Le Roundup de nouveau dans l’œil du cyclone

Genève, le lundi 23 mars 2015 – Dans le monde des herbicides, le Roundup est une véritable star ; sa notoriété, au-delà même de la sphère agricole et des jardiniers professionnels et non professionnels, confirme son statut. Statut qui n’échappe pas à de nombreuses controverses. L’agent principal du Roundup est le glyphosate auquel est ajouté un tensioactif. La renommée du Roundup, commercialisé à partir de 1974 par Monsanto (avant qu’en 2000, le brevet expire et que d’autres fabricants puissent à leur tour le proposer) tient à sa grande efficacité, à sa facilité d’utilisation et son faible coût. Trois atouts qui en ont fait l’herbicide le plus utilisé dans le monde. Si l’apparition de mauvaises herbes résistantes au glyphosate aurait pu ternir ce succès, le développement d’OGM résistants au glyphosate depuis la fin des années 90 lui a offert une nouvelle popularité.

Omniprésent

Comme pour tous les herbicides et pesticides, la toxicité du Roundup a été évoquée de longue date.
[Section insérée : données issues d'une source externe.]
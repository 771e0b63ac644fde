use crate::lexer::tokens::Token;

use super::{ast::StmtVisitor, expressions::Expr};

/// Statement nodes, in the order they appear in the source.
#[derive(Debug, Clone, PartialEq)]
pub enum Stmt {
    /// An expression evaluated for its side effects: `expr;`
    Expression { expr: Expr },
    /// `print expr;`
    Print { expr: Expr },
    /// `var name;` or `var name = initializer;`
    VarDecl {
        name: Token,
        initializer: Option<Expr>,
    },
    /// `{ statements }`
    Block { statements: Vec<Stmt> },
}

impl Stmt {
    /// Dispatches to the visitor method matching this node.
    pub fn accept<R, V: StmtVisitor<R> + ?Sized>(&self, visitor: &mut V) -> R {
        match self {
            Stmt::Expression { expr } => visitor.visit_expression_stmt(expr),
            Stmt::Print { expr } => visitor.visit_print_stmt(expr),
            Stmt::VarDecl { name, initializer } => {
                visitor.visit_var_decl_stmt(name, initializer.as_ref())
            }
            Stmt::Block { statements } => visitor.visit_block_stmt(statements),
        }
    }
}
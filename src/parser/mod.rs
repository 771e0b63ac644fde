//! Parser module for building an Abstract Syntax Tree (AST).
//!
//! This module contains the parser that transforms a stream of tokens
//! into a sequence of statements. It uses recursive descent with one
//! function per precedence level and handles:
//!
//! - Statement parsing (variable declarations, print, blocks, expressions)
//! - Expression parsing (assignment, binary and unary operators, literals)
//! - Panic-mode error recovery at statement boundaries
//!
//! Statements are dispatched through lookup tables keyed by their leading
//! token; expression precedence is described by `BindingPower`.

pub mod expr;
pub mod lookups;
pub mod parser;
pub mod stmt;

#[cfg(test)]
mod tests;
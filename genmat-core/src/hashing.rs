//! Deterministic FNV-1a hashing
//!
//! Hash dictionaries and memo tables are keyed with this hasher so their
//! iteration order is identical from run to run.

use core::hash::{BuildHasherDefault, Hasher};

const FNV_OFFSET_BASIS: u64 = 0xcbf2_9ce4_8422_2325;
const FNV_PRIME: u64 = 0x0000_0100_0000_01b3;

/// 64-bit FNV-1a hasher
#[derive(Debug, Clone, Copy)]
pub struct FnvHasher(u64);

impl Default for FnvHasher {
    fn default() -> Self {
        Self(FNV_OFFSET_BASIS)
    }
}

impl Hasher for FnvHasher {
    fn finish(&self) -> u64 {
        self.0
    }

    fn write(&mut self, bytes: &[u8]) {
        for &byte in bytes {
            self.0 ^= byte as u64;
            self.0 = self.0.wrapping_mul(FNV_PRIME);
        }
    }
}

/// Build hasher for hashbrown maps
pub type FnvBuildHasher = BuildHasherDefault<FnvHasher>;

/// Hash a single coordinate pair
pub fn hash_position(row: usize, col: usize) -> u64 {
    let mut hasher = FnvHasher::default();
    hasher.write(&(row as u64).to_le_bytes());
    hasher.write(&(col as u64).to_le_bytes());
    hasher.finish()
}
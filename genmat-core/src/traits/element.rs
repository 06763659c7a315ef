//! Matrix element type constraints
//!
//! Element types are plain old data so buffers can be zero-initialised
//! through `bytemuck`, and carry their [`ElementType`] tag so a Rust type can
//! be checked against a resolved configuration.

use core::fmt::Debug;
use core::ops::{Add, Mul, Sub};

use crate::features::ElementType;

/// Trait for types that can be stored as matrix elements
pub trait MatrixElement:
    bytemuck::Pod
    + PartialEq
    + PartialOrd
    + Debug
    + Add<Output = Self>
    + Sub<Output = Self>
    + Mul<Output = Self>
{
    /// Feature-level tag for this type
    fn element_type() -> ElementType;

    /// Additive identity
    fn zero() -> Self {
        <Self as bytemuck::Zeroable>::zeroed()
    }

    /// Multiplicative identity
    fn one() -> Self;

    /// Convert from a configuration literal
    fn from_f64(value: f64) -> Self;

    fn to_f64(self) -> f64;

    fn is_zero(&self) -> bool {
        *self == Self::zero()
    }

    /// Sum that wraps on integer overflow
    fn wrapping_add(self, rhs: Self) -> Self;

    /// Difference that wraps on integer underflow
    fn wrapping_sub(self, rhs: Self) -> Self;

    /// Product that wraps on integer overflow
    fn wrapping_mul(self, rhs: Self) -> Self;
}

macro_rules! impl_matrix_element {
    (@arith int) => {
        fn wrapping_add(self, rhs: Self) -> Self {
            <Self>::wrapping_add(self, rhs)
        }

        fn wrapping_sub(self, rhs: Self) -> Self {
            <Self>::wrapping_sub(self, rhs)
        }

        fn wrapping_mul(self, rhs: Self) -> Self {
            <Self>::wrapping_mul(self, rhs)
        }
    };
    (@arith float) => {
        fn wrapping_add(self, rhs: Self) -> Self {
            self + rhs
        }

        fn wrapping_sub(self, rhs: Self) -> Self {
            self - rhs
        }

        fn wrapping_mul(self, rhs: Self) -> Self {
            self * rhs
        }
    };
    ($($ty:ty => $tag:ident, $one:expr, $kind:ident;)*) => {
        $(
            impl MatrixElement for $ty {
                fn element_type() -> ElementType {
                    ElementType::$tag
                }

                fn one() -> Self {
                    $one
                }

                fn from_f64(value: f64) -> Self {
                    value as $ty
                }

                fn to_f64(self) -> f64 {
                    self as f64
                }

                impl_matrix_element!(@arith $kind);
            }
        )*
    };
}

impl_matrix_element! {
    i32 => I32, 1, int;
    u32 => U32, 1, int;
    i64 => I64, 1, int;
    u64 => U64, 1, int;
    f32 => F32, 1.0, float;
    f64 => F64, 1.0, float;
}

/// Element type of a binary expression over `Self` and `Rhs`
///
/// `Output` is the wider of the two types, matching
/// [`ElementType::promote`].
pub trait Promote<Rhs: MatrixElement>: MatrixElement {
    type Output: MatrixElement;

    fn lift_left(value: Self) -> <Self as Promote<Rhs>>::Output;

    fn lift_right(value: Rhs) -> <Self as Promote<Rhs>>::Output;
}

macro_rules! impl_promote {
    ($($lhs:ty, $rhs:ty => $out:ty;)*) => {
        $(
            impl Promote<$rhs> for $lhs {
                type Output = $out;

                #[inline]
                fn lift_left(value: $lhs) -> $out {
                    value as $out
                }

                #[inline]
                fn lift_right(value: $rhs) -> $out {
                    value as $out
                }
            }
        )*
    };
}

impl_promote! {
    i32, i32 => i32; i32, u32 => u32; i32, i64 => i64;
    i32, u64 => u64; i32, f32 => f32; i32, f64 => f64;
    u32, i32 => u32; u32, u32 => u32; u32, i64 => i64;
    u32, u64 => u64; u32, f32 => f32; u32, f64 => f64;
    i64, i32 => i64; i64, u32 => i64; i64, i64 => i64;
    i64, u64 => u64; i64, f32 => f32; i64, f64 => f64;
    u64, i32 => u64; u64, u32 => u64; u64, i64 => u64;
    u64, u64 => u64; u64, f32 => f32; u64, f64 => f64;
    f32, i32 => f32; f32, u32 => f32; f32, i64 => f32;
    f32, u64 => f32; f32, f32 => f32; f32, f64 => f64;
    f64, i32 => f64; f64, u32 => f64; f64, i64 => f64;
    f64, u64 => f64; f64, f32 => f64; f64, f64 => f64;
}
La question est d’autant plus importante qu’en raison de son utilisation très répandue, le glyphosate est présent, bien qu’en faible concentration, dans l’environnement et notamment dans l’eau (bien qu’il fût originellement considéré comme « non soluble »). Ainsi, en 2006, une étude de l’Institut Français d’Environnement (IFEN) mettait en évidence que le glyphosate et l’AMPA son produit de dégradation étaient les substances les plus fréquemment retrouvées dans les eaux françaises, comme le signale l’article de Wikipedia consacré au glyphosate.

Un produit très surveillé

Cette omniprésence et certaines études sur l’animal suggérant une toxicité de ce produit (qui affecte le mécanisme de division cellulaire) ont alerté les autorités sanitaires du monde entier depuis de nombreuses années, mais aussi les associations écologistes, qui sont nombreuses à militer pour le retrait du Roundup. En 1985 déjà, l’Agence américaine de protection de l’environnement avait même classé le glyphosate parmi les produits « cancérogènes possibles chez l’homme », mais s’était finalement rétractée six ans plus tard. En France, la question de la toxicité du Roundup a récemment donné lieu à une décision du Conseil d’Etat à l’encontre du ministère de l’Agriculture. La haute juridiction administrative a en effet annulé le refus d’abrogation de l’autorisation du Roundup Express, estimant que les évaluations étaient insuffisantes pour motiver l’orientation de cette décision. Le ministère de l’Agriculture devrait prochainement présenter les résultats de son réexamen de la demande d’abrogation formulée par l’association Générations futures.

Le vieil argument du café

Le choix de l’agence du cancer de l’Organisation mondiale de la santé (IARC) pèsera-t-elle sur cette décision ? Ce vendredi, l’IARC a en effet annoncé le classement du glyphosate parmi les substances « cancérogènes probables » pour l’homme. Les experts indiquent notamment qu’il existe des « preuves limitées » d’un risque accru de développer un lymphome non hodgkinien chez les sujets exposés durablement au glyphosate. Pour arriver à de telles conclusions, ils se sont fondés sur des travaux menés chez des populations agricoles aux Etats-Unis et au Canada, sur des expérimentations animales et avouent également s’être basés sur les études qui au début des années 80 avaient nourri le doute chez les responsables de l’Agence américaine d’environnement. L’ancienneté de ces travaux a facilité les critiques de Monsanto, qui dans un communiqué ce week-end a mis en doute la pertinence de cette évaluation, estimant qu’il n’existait pas de données scientifiques nouvelles. Par ailleurs, à l’instar de tous les industriels épinglés par l’IARC par le passé, l’entreprise a eu tôt fait de rappeler que ces experts avaient pu considérer comme cancérogène une substance telle que le café.

Des spécialistes partagés

Les scientifiques du monde entier demeurent partagés face à cet avis de l’IARC. Certains estiment, comme le reconnaissent d’ailleurs les membres de ce comité, que les preuves « avancées apparaissent bien minces », tel le Docteur Oliver Jones de l’Université de Melbourne. D’autres au contraire, jugent que cette position de l’IARC doit inviter les autorités sanitaires du monde entier à de nouvelles évaluations. Soulignons que parallèlement à son avis sur le glyphosate, l’IARC a jugé cancérogènes probables les insecticides malathion et diazinon. Les insecticides tétrachlorvinphos et parathion, objets d'interdictions ou de restrictions dans plusieurs pays, ont pour leur part été classés cancérogènes "possibles".